:: Provided data
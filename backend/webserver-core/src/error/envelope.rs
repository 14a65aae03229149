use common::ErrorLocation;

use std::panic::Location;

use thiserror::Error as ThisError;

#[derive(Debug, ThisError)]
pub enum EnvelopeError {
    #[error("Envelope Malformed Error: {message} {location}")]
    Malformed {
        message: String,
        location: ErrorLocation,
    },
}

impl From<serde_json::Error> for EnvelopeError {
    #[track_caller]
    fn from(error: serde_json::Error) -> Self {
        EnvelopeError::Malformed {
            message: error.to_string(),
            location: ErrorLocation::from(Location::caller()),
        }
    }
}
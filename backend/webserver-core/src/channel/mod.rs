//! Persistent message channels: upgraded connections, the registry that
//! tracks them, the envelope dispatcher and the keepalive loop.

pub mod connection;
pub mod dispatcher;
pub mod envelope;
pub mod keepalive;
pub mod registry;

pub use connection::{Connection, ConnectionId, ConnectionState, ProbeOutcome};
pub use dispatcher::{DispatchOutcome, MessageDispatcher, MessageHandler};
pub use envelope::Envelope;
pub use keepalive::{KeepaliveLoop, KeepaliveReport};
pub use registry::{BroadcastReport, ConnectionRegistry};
::::
Return what is listed above, exactly and completely.

**Solution for this problem**.
filename backend/webserver-core/src/error/envelope.rs
repository 14a65aae03229149
use common::ErrorLocation;

use std::panic::Location;

use thiserror::Error as ThisError;

#[derive(Debug, ThisError)]
pub enum EnvelopeError {
    #[error("Envelope Malformed Error: {message} {location}")]
    Malformed {
        message: String,
        location: ErrorLocation,
    },
}

impl From<serde_json::Error> for EnvelopeError {
    #[track_caller]
    fn from(error: serde_json::Error) -> Self {
        EnvelopeError::Malformed {
            message: error.to_string(),
            location: ErrorLocation::from(Location::caller()),
        }
    }
}
filename backend/webserver-core/src/channel/mod.rs
//! Persistent message channels: upgraded connections, the registry that
//! tracks them, the envelope dispatcher and the keepalive loop.

pub mod connection;
pub mod dispatcher;
pub mod envelope;
pub mod keepalive;
pub mod registry;

pub use connection::{Connection, ConnectionId, ConnectionState, ProbeOutcome};
pub use dispatcher::{DispatchOutcome, MessageDispatcher, MessageHandler};
pub use envelope::Envelope;
pub use keepalive::{KeepaliveLoop, KeepaliveReport};
pub use registry::{BroadcastReport, ConnectionRegistry};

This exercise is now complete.